Daniel Lopatin (born July 25, 1982), known by his recording alias Oneohtrix Point Never or OPN, is an American experimental electronic music producer, composer, singer and songwriter.[2][7] His music has explored experimentation with tropes from various music genres and eras, sample-based song structures and highly detailed MIDI production.[8]
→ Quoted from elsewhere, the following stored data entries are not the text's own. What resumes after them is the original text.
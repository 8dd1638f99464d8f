use crate::render_options::*;

use tvg_scene::{Coord2, Header};

///
/// Describes the supersampled frame that a scene is rendered into before being reduced to the output size
///
/// Every output pixel is covered by a `grid` x `grid` block of supersample cells. Edges are stored in supersample
/// coordinates and paints are evaluated in scene coordinates.
///
#[derive(Copy, Clone, Debug, PartialEq)]
pub struct SupersampleFrame {
    /// Width of the output bitmap
    pub output_width:   usize,

    /// Height of the output bitmap
    pub output_height:  usize,

    /// Width and height of the block of cells used for each output pixel
    pub grid:           usize,

    /// Supersample cells per scene unit along the x-axis
    pub scale_x:        f64,

    /// Supersample cells per scene unit along the y-axis
    pub scale_y:        f64,
}

impl SupersampleFrame {
    ///
    /// Creates the supersample frame for rendering a scene with the specified header
    ///
    pub fn new(header: &Header, options: &RenderOptions) -> SupersampleFrame {
        let output_width    = options.width as usize;
        let output_height   = options.height as usize;
        let grid            = options.anti_alias.grid_size();

        SupersampleFrame {
            output_width:   output_width,
            output_height:  output_height,
            grid:           grid,
            scale_x:        ((output_width * grid) as f64) / (header.width.max(1) as f64),
            scale_y:        ((output_height * grid) as f64) / (header.height.max(1) as f64),
        }
    }

    ///
    /// Width of the frame in supersample cells
    ///
    #[inline]
    pub fn width(&self) -> usize {
        self.output_width * self.grid
    }

    ///
    /// Height of the frame in supersample cells
    ///
    #[inline]
    pub fn height(&self) -> usize {
        self.output_height * self.grid
    }

    ///
    /// The flattening tolerance to use in scene units (a quarter of a supersample cell)
    ///
    #[inline]
    pub fn tolerance(&self) -> f64 {
        0.25 / self.scale_x.max(self.scale_y)
    }

    ///
    /// Converts a point in scene coordinates to supersample coordinates
    ///
    #[inline]
    pub fn scene_to_supersample(&self, point: Coord2) -> Coord2 {
        Coord2(point.0 * self.scale_x, point.1 * self.scale_y)
    }

    ///
    /// Converts a point in supersample coordinates to scene coordinates
    ///
    #[inline]
    pub fn supersample_to_scene(&self, x: f64, y: f64) -> Coord2 {
        Coord2(x / self.scale_x, y / self.scale_y)
    }

    ///
    /// The region of the scene covered by this frame, grown by a margin on every side, as a (min, max) pair of corners
    ///
    #[inline]
    pub fn scene_bounds(&self, margin: f64) -> (Coord2, Coord2) {
        let max = self.supersample_to_scene(self.width() as f64, self.height() as f64);

        (Coord2(-margin, -margin), Coord2(max.0 + margin, max.1 + margin))
    }
}
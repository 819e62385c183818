// ── Runtime endpoint configuration ──
//
// Describes *how* to reach one BMC. Carries credentials and connection
// tuning but never touches disk: the CLI or any other caller builds an
// `EndpointConfig` and passes it into every reconciliation call.

use std::path::PathBuf;
use std::time::Duration;

use secrecy::SecretString;

use bmcsync_api::transport::{TlsMode, TransportConfig};
use bmcsync_api::Credentials;

/// TLS verification strategy.
#[derive(Debug, Clone, Default, PartialEq, Eq)]
pub enum TlsVerification {
    /// System CA store (strict).
    #[default]
    SystemDefaults,
    /// Custom CA certificate file.
    CustomCa(PathBuf),
    /// Skip verification (self-signed BMC certs).
    DangerAcceptInvalid,
}

impl TlsVerification {
    /// Map the declarative `ssl_insecure` flag.
    pub fn from_insecure(insecure: bool) -> Self {
        if insecure {
            Self::DangerAcceptInvalid
        } else {
            Self::SystemDefaults
        }
    }
}

impl From<&TlsVerification> for TlsMode {
    fn from(tls: &TlsVerification) -> Self {
        match tls {
            TlsVerification::SystemDefaults => TlsMode::System,
            TlsVerification::CustomCa(path) => TlsMode::CustomCa(path.clone()),
            TlsVerification::DangerAcceptInvalid => TlsMode::DangerAcceptInvalid,
        }
    }
}

/// Connection parameters for a single endpoint.
///
/// Immutable for the duration of a reconciliation call.
#[derive(Debug, Clone)]
pub struct EndpointConfig {
    /// BMC address as declared (`10.0.0.5`, `bmc01:8443`, `https://...`).
    /// Also the prefix of every resource identity on this endpoint.
    pub address: String,
    /// Basic-auth credentials, if the BMC requires them.
    pub credentials: Option<Credentials>,
    /// TLS verification strategy.
    pub tls: TlsVerification,
    /// Per-request timeout.
    pub timeout: Duration,
    /// Pick a computer system by `Id` instead of the first one listed.
    pub system: Option<String>,
}

impl EndpointConfig {
    pub fn new(address: impl Into<String>) -> Self {
        Self {
            address: address.into(),
            credentials: None,
            tls: TlsVerification::default(),
            timeout: Duration::from_secs(30),
            system: None,
        }
    }

    pub fn with_credentials(mut self, username: impl Into<String>, password: SecretString) -> Self {
        self.credentials = Some(Credentials::new(username, password));
        self
    }

    pub fn with_tls(mut self, tls: TlsVerification) -> Self {
        self.tls = tls;
        self
    }

    pub fn with_timeout(mut self, timeout: Duration) -> Self {
        self.timeout = timeout;
        self
    }

    pub fn with_system(mut self, system: impl Into<String>) -> Self {
        self.system = Some(system.into());
        self
    }

    pub(crate) fn transport(&self) -> TransportConfig {
        TransportConfig::new(TlsMode::from(&self.tls), self.timeout)
    }
}
mod cli;
mod commands;
mod config;
mod error;
mod output;

use clap::Parser;
use tracing_subscriber::EnvFilter;

use crate::cli::{Cli, Command};
use crate::error::CliError;

#[tokio::main]
async fn main() {
    let cli = Cli::parse();

    init_tracing(cli.global.verbose);

    if let Err(err) = run(cli).await {
        let code = err.exit_code();
        eprintln!("{:?}", miette::Report::new(err));
        std::process::exit(code);
    }
}

fn init_tracing(verbosity: u8) {
    let filter = match verbosity {
        0 => "warn",
        1 => "info",
        2 => "debug",
        _ => "trace",
    };

    tracing_subscriber::fmt()
        .with_env_filter(
            EnvFilter::try_from_default_env().unwrap_or_else(|_| EnvFilter::new(filter)),
        )
        .with_target(false)
        .with_writer(std::io::stderr)
        .init();
}

async fn run(cli: Cli) -> Result<(), CliError> {
    tracing::debug!(command = ?cli.command, "dispatching command");
    match cli.command {
        Command::Config(args) => commands::config_cmd::handle(args, &cli.global).await,

        Command::Completions(args) => {
            use clap::CommandFactory;
            use clap_complete::generate;

            let mut cmd = Cli::command();
            generate(args.shell, &mut cmd, "bmcsync", &mut std::io::stdout());
            Ok(())
        }

        Command::Power(args) => commands::power::handle(args, &cli.global).await,
        Command::Bios(args) => commands::bios::handle(args, &cli.global).await,
        Command::Apply(args) => commands::apply::handle(args, &cli.global).await,
    }
}
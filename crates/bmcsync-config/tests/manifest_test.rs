#![allow(clippy::unwrap_used)]
// File-level tests for manifest loading and state persistence.

use std::io::Write;

use serde_json::json;

use bmcsync_config::{ConfigError, Manifest, ResourceKind, State};

fn manifest_file(contents: &str) -> tempfile::NamedTempFile {
    let mut file = tempfile::Builder::new().suffix(".toml").tempfile().unwrap();
    file.write_all(contents.as_bytes()).unwrap();
    file
}

// ── Manifest ────────────────────────────────────────────────────────

#[test]
fn test_load_valid_manifest() {
    let file = manifest_file(
        r#"
        [[power]]
        name = "rack1-node1"
        desired_power_state = "On"
        endpoint = { address = "10.0.0.5", user = "root", password = "calvin" }

        [[bios]]
        name = "rack1-node1"
        endpoint = { address = "10.0.0.5", ssl_insecure = true }
        attributes = { BootMode = "Uefi", LogicalProc = "Enabled" }
        "#,
    );

    let manifest = Manifest::load(file.path()).unwrap();

    assert_eq!(manifest.power[0].name, "rack1-node1");
    assert_eq!(manifest.bios[0].attributes.len(), 2);
    assert!(!manifest.bios[0].apply);
    assert!(!manifest.is_empty());
}

#[test]
fn test_syntax_error_names_the_file() {
    let file = manifest_file("[[power]\nname = ");

    let err = Manifest::load(file.path()).unwrap_err();

    assert!(matches!(err, ConfigError::Parse { .. }));
    assert!(err.to_string().contains(&file.path().display().to_string()));
}

#[test]
fn test_non_string_attribute_is_rejected() {
    let file = manifest_file(
        r#"
        [[bios]]
        name = "node1"
        endpoint = { address = "10.0.0.5" }
        attributes = { NumCores = 8 }
        "#,
    );

    assert!(matches!(
        Manifest::load(file.path()),
        Err(ConfigError::Parse { .. })
    ));
}

#[test]
fn test_missing_manifest_is_io_error() {
    let dir = tempfile::tempdir().unwrap();
    let err = Manifest::load(&dir.path().join("nope.toml")).unwrap_err();
    assert!(matches!(err, ConfigError::Io(_)));
}

// ── State ───────────────────────────────────────────────────────────

#[test]
fn test_state_round_trip_through_disk_prunes_removed_resources() {
    let dir = tempfile::tempdir().unwrap();
    let path = dir.path().join("bmcsync.state.json");

    let mut state = State::default();
    state.record(
        ResourceKind::Power.key("gone"),
        "10.0.0.9/redfish/v1/Systems/1",
        json!({ "power_state": "Off" }),
    );
    state.record(
        ResourceKind::Bios.key("node1"),
        "10.0.0.5/redfish/v1/Systems/1/Bios",
        json!({ "odata_id": "/redfish/v1/Systems/1/Bios", "id": "Bios" }),
    );
    state.save(&path).unwrap();

    let manifest: Manifest = toml::from_str(
        r#"
        [[bios]]
        name = "node1"
        endpoint = { address = "10.0.0.5" }
        "#,
    )
    .unwrap();

    let mut reloaded = State::load(&path).unwrap();
    let removed = reloaded.prune(&manifest.keys());
    reloaded.save(&path).unwrap();

    assert_eq!(removed, vec!["power.gone".to_owned()]);
    let on_disk: serde_json::Value =
        serde_json::from_str(&std::fs::read_to_string(&path).unwrap()).unwrap();
    assert_eq!(on_disk["version"], json!(1));
    assert!(on_disk["resources"]["bios.node1"]["updated_at"].is_string());
    assert!(on_disk["resources"].get("power.gone").is_none());
}
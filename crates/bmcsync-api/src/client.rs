// Redfish HTTP client
//
// Wraps `reqwest::Client` with service-root navigation, basic auth on every
// request and translation of the Redfish error envelope. Resource links are
// followed exactly as the BMC reports them (`@odata.id`), never guessed,
// except for the reset action target which has a conventional fallback.

use serde::Serialize;
use serde::de::DeserializeOwned;
use serde_json::json;
use tracing::{debug, info, trace};
use url::Url;

use crate::auth::Credentials;
use crate::error::Error;
use crate::models::{
    Bios, Collection, ComputerSystem, ODataId, RedfishErrorBody, ResetType, ServiceRoot,
};
use crate::transport::TransportConfig;

/// Path of the Redfish service root on every conforming BMC.
pub const SERVICE_ROOT: &str = "/redfish/v1/";

/// Client handle for one BMC.
///
/// Cheap to clone (the inner `reqwest::Client` is reference counted) and
/// holds no per-call state, so concurrent calls need no locking.
#[derive(Debug, Clone)]
pub struct RedfishClient {
    http: reqwest::Client,
    base_url: Url,
    credentials: Option<Credentials>,
}

impl RedfishClient {
    /// Create a client from a `TransportConfig`.
    ///
    /// `base_url` is the BMC root, e.g. `https://10.0.0.5`.
    pub fn new(
        base_url: Url,
        credentials: Option<Credentials>,
        transport: &TransportConfig,
    ) -> Result<Self, Error> {
        let http = transport.build_client()?;
        Ok(Self::with_client(http, base_url, credentials))
    }

    /// Create a client around a pre-built `reqwest::Client`.
    pub fn with_client(
        http: reqwest::Client,
        base_url: Url,
        credentials: Option<Credentials>,
    ) -> Self {
        Self {
            http,
            base_url,
            credentials,
        }
    }

    /// Turn an endpoint address into a base URL.
    ///
    /// Bare hosts (`10.0.0.5`, `bmc01:8443`) get `https://`; addresses that
    /// already carry a scheme are used as given.
    pub fn parse_address(address: &str) -> Result<Url, Error> {
        let address = address.trim();
        if address.contains("://") {
            Ok(Url::parse(address)?)
        } else {
            Ok(Url::parse(&format!("https://{address}"))?)
        }
    }

    /// The BMC base URL.
    pub fn base_url(&self) -> &Url {
        &self.base_url
    }

    // ── Resources ────────────────────────────────────────────────────

    /// Fetch the service root.
    ///
    /// `GET /redfish/v1/`
    pub async fn service_root(&self) -> Result<ServiceRoot, Error> {
        self.get(SERVICE_ROOT).await
    }

    /// List member links of the systems collection, in the order the BMC
    /// reports them.
    pub async fn system_members(&self) -> Result<Vec<ODataId>, Error> {
        let root = self.service_root().await?;
        let link = root.systems.ok_or_else(|| Error::MissingLink {
            resource: "service root".into(),
            link: "Systems",
        })?;
        let collection: Collection = self.get(link.as_str()).await?;
        debug!(
            collection = %link.as_str(),
            members = collection.members.len(),
            "listed computer systems"
        );
        Ok(collection.members)
    }

    /// Fetch every computer system, preserving collection order.
    pub async fn systems(&self) -> Result<Vec<ComputerSystem>, Error> {
        let members = self.system_members().await?;
        let mut systems = Vec::with_capacity(members.len());
        for member in &members {
            systems.push(self.system(member.as_str()).await?);
        }
        Ok(systems)
    }

    /// Fetch a single computer system by its `@odata.id`.
    pub async fn system(&self, odata_id: &str) -> Result<ComputerSystem, Error> {
        self.get(odata_id).await
    }

    /// Fetch the BIOS resource linked from a system.
    pub async fn bios(&self, system: &ComputerSystem) -> Result<Bios, Error> {
        let link = system.bios.as_ref().ok_or_else(|| Error::MissingLink {
            resource: system.odata_id.clone(),
            link: "Bios",
        })?;
        self.get(link.as_str()).await
    }

    // ── Actions ──────────────────────────────────────────────────────

    /// Issue `#ComputerSystem.Reset` with the given reset type.
    ///
    /// `POST {target}` with `{"ResetType": "..."}`
    pub async fn reset(&self, system: &ComputerSystem, reset_type: ResetType) -> Result<(), Error> {
        let target = system.reset_target();
        info!(system = %system.odata_id, action = %reset_type, "issuing reset action");
        self.post(&target, &json!({ "ResetType": reset_type })).await
    }

    /// PATCH BIOS attributes to the settings resource.
    ///
    /// `PATCH {settings}` with `{"Attributes": {...}}`
    pub async fn patch_bios_settings(
        &self,
        bios: &Bios,
        attributes: &serde_json::Map<String, serde_json::Value>,
    ) -> Result<(), Error> {
        let target = bios.settings_target();
        info!(settings = %target, count = attributes.len(), "patching BIOS attributes");
        self.patch(target, &json!({ "Attributes": attributes }))
            .await
    }

    // ── Request helpers ──────────────────────────────────────────────

    fn resource_url(&self, path: &str) -> Result<Url, Error> {
        if path.starts_with("http://") || path.starts_with("https://") {
            return Ok(Url::parse(path)?);
        }
        Ok(self.base_url.join(path)?)
    }

    fn authorize(&self, builder: reqwest::RequestBuilder) -> reqwest::RequestBuilder {
        match &self.credentials {
            Some(credentials) => credentials.apply(builder),
            None => builder,
        }
    }

    async fn get<T: DeserializeOwned>(&self, path: &str) -> Result<T, Error> {
        let url = self.resource_url(path)?;
        debug!("GET {}", url);

        let resp = self
            .authorize(self.http.get(url))
            .send()
            .await
            .map_err(Error::Transport)?;
        let resp = check_status(resp).await?;
        let body = resp.text().await.map_err(Error::Transport)?;
        trace!(bytes = body.len(), "response body received");

        serde_json::from_str(&body).map_err(|e| {
            let preview: String = body.chars().take(200).collect();
            Error::Deserialization {
                message: format!("{e} (body preview: {preview:?})"),
                body: body.clone(),
            }
        })
    }

    async fn post(&self, path: &str, body: &(impl Serialize + Sync)) -> Result<(), Error> {
        let url = self.resource_url(path)?;
        debug!("POST {}", url);

        let resp = self
            .authorize(self.http.post(url).json(body))
            .send()
            .await
            .map_err(Error::Transport)?;
        check_status(resp).await.map(|_| ())
    }

    async fn patch(&self, path: &str, body: &(impl Serialize + Sync)) -> Result<(), Error> {
        let url = self.resource_url(path)?;
        debug!("PATCH {}", url);

        let resp = self
            .authorize(self.http.patch(url).json(body))
            .send()
            .await
            .map_err(Error::Transport)?;
        check_status(resp).await.map(|_| ())
    }
}

/// Pass successful responses through; turn everything else into an `Error`
/// carrying the most specific message the BMC gave.
async fn check_status(resp: reqwest::Response) -> Result<reqwest::Response, Error> {
    let status = resp.status();
    if status.is_success() {
        return Ok(resp);
    }

    let body = resp.text().await.unwrap_or_default();
    let detail = serde_json::from_str::<RedfishErrorBody>(&body)
        .ok()
        .and_then(|b| b.error.detail());

    if status == reqwest::StatusCode::UNAUTHORIZED || status == reqwest::StatusCode::FORBIDDEN {
        return Err(Error::Authentication {
            message: detail.unwrap_or_else(|| format!("HTTP {status}")),
        });
    }

    Err(Error::Redfish {
        status: status.as_u16(),
        message: detail.unwrap_or_else(|| {
            let preview: String = body.chars().take(200).collect();
            if preview.is_empty() {
                status.to_string()
            } else {
                preview
            }
        }),
    })
}
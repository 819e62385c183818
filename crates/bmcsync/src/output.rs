//! Output formatting: table, JSON, YAML, plain.
//!
//! Renders data in the format selected by `--output`. Table uses `tabled`,
//! structured formats use serde, plain emits one identifier per line.

use std::io::{self, IsTerminal, Write};

use owo_colors::OwoColorize;
use tabled::{Table, Tabled, settings::Style};

use bmcsync_core::PowerState;

use crate::cli::{ColorMode, OutputFormat};
use crate::error::CliError;

// ── Color helpers ────────────────────────────────────────────────────

/// Determine whether color output should be enabled.
pub fn should_color(mode: &ColorMode) -> bool {
    match mode {
        ColorMode::Always => true,
        ColorMode::Never => false,
        ColorMode::Auto => io::stdout().is_terminal() && std::env::var("NO_COLOR").is_err(),
    }
}

/// Power state, green when on, red when off, yellow in between.
pub fn paint_power_state(state: &PowerState, color: bool) -> String {
    let text = state.as_str();
    if !color {
        return text.to_owned();
    }
    match state {
        PowerState::On => text.green().to_string(),
        PowerState::Off => text.red().to_string(),
        PowerState::PoweringOn | PowerState::PoweringOff => text.yellow().to_string(),
        PowerState::Other(_) => text.dimmed().to_string(),
    }
}

// ── Render dispatchers ───────────────────────────────────────────────

/// Render a list of serde-serializable + tabled items in the chosen format.
///
/// - `table`: uses the `Tabled` derive to build a pretty table
/// - `json` / `json-compact`: serializes the original data via serde
/// - `yaml`: serializes via serde_yaml
/// - `plain`: calls `id_fn` on each item to emit one identifier per line
pub fn render_list<T, R>(
    format: &OutputFormat,
    data: &[T],
    to_row: impl Fn(&T) -> R,
    id_fn: impl Fn(&T) -> String,
) -> Result<String, CliError>
where
    T: serde::Serialize,
    R: Tabled,
{
    match format {
        OutputFormat::Table => {
            let rows: Vec<R> = data.iter().map(to_row).collect();
            Ok(render_table(&rows))
        }
        OutputFormat::Json => render_json(data, false),
        OutputFormat::JsonCompact => render_json(data, true),
        OutputFormat::Yaml => render_yaml(data),
        OutputFormat::Plain => Ok(data.iter().map(&id_fn).collect::<Vec<_>>().join("\n")),
    }
}

/// Render a single serde-serializable item in the chosen format.
///
/// Table rendering uses a custom `detail_fn` that returns a pre-formatted
/// string, since single-item detail views don't use `Tabled` derive.
pub fn render_single<T>(
    format: &OutputFormat,
    data: &T,
    detail_fn: impl Fn(&T) -> String,
    id_fn: impl Fn(&T) -> String,
) -> Result<String, CliError>
where
    T: serde::Serialize,
{
    match format {
        OutputFormat::Table => Ok(detail_fn(data)),
        OutputFormat::Json => render_json(data, false),
        OutputFormat::JsonCompact => render_json(data, true),
        OutputFormat::Yaml => render_yaml(data),
        OutputFormat::Plain => Ok(id_fn(data)),
    }
}

/// Print the rendered output to stdout, respecting quiet mode.
pub fn print_output(output: &str, quiet: bool) {
    if quiet || output.is_empty() {
        return;
    }
    let mut stdout = io::stdout().lock();
    let _ = writeln!(stdout, "{output}");
}

// ── Format-specific renderers ────────────────────────────────────────

pub(crate) fn render_table<R: Tabled>(rows: &[R]) -> String {
    Table::new(rows).with(Style::rounded()).to_string()
}

fn render_json<T: serde::Serialize + ?Sized>(data: &T, compact: bool) -> Result<String, CliError> {
    let out = if compact {
        serde_json::to_string(data)?
    } else {
        serde_json::to_string_pretty(data)?
    };
    Ok(out)
}

fn render_yaml<T: serde::Serialize + ?Sized>(data: &T) -> Result<String, CliError> {
    serde_yaml::to_string(data).map_err(|e| CliError::Validation {
        field: "output".into(),
        reason: format!("YAML serialization failed: {e}"),
    })
}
He began releasing synth-based recordings in the mid-2000s and received initial acclaim for the 2009 compilation Rifts, as well as the influential vaporwave release Chuck Person's Eccojams Vol. 1 (2010). He signed to British label Warp in 2013, and has released solo albums on the label since. He has also composed scores for films such as Good Time (2017) and Uncut Gems (2019); the former won him the Soundtrack Award at the 2017 Cannes Film Festival.[9] He has collaborated with artists such as the Weeknd, FKA Twigs, Rosalía, Anohni and Tim Hecker.
Biography
Early life
Born and raised in Massachusetts,[10] Lopatin is the son of Russian-Jewish[11] "refusenik" emigrants from the Soviet Union, both with musical backgrounds.[12] Some of his first experiments with electronic music were inspired by his father's collection of dubbed jazz fusion and Stevie Wonder tapes,[2] and his Roland Juno-60 synthesizer, an instrument that Lopatin would inherit and go on to use extensively.[13] In high school, Lopatin played synthesizer in groups with friend and future collaborator Joel Ford, performing at school events.[14] Lopatin attended Hampshire College in Massachusetts[10] before moving to Brooklyn, New York to attend grad school at Pratt Institute, studying archival science.[15] During that time, he became involved in Brooklyn's underground noise music scene.[16]
2007–2012: Early career
Lopatin initially released music under a number of aliases and as part of several groups, including Infinity Window and Astronaut,[17][2] before adopting the pseudonym Oneohtrix Point Never, a verbal play on the name of the Boston FM radio station Magic 106.7.[18] Early OPN recordings drew on synthesizer music, '80s new age tropes, and contemporary noise music.[19] Lopatin released a series of cassette and CD-R projects interspersed with a trilogy of full-length albums: Betrayed in the Octagon (2007), Zones Without People (2009), and Russian Mind (2009). Much of this material was eventually collected on the 2009 compilation Rifts, which brought him international acclaim;[20] it was named the second-best album of 2009 by UK magazine The Wire.[16] Also in 2009, Lopatin released the audio-visual project[21]Memory Vague,[22] which included his profile-raising YouTube video "nobody here".[23] His work during this period would be associated with the early 2000s underground hypnagogic pop trend.[24]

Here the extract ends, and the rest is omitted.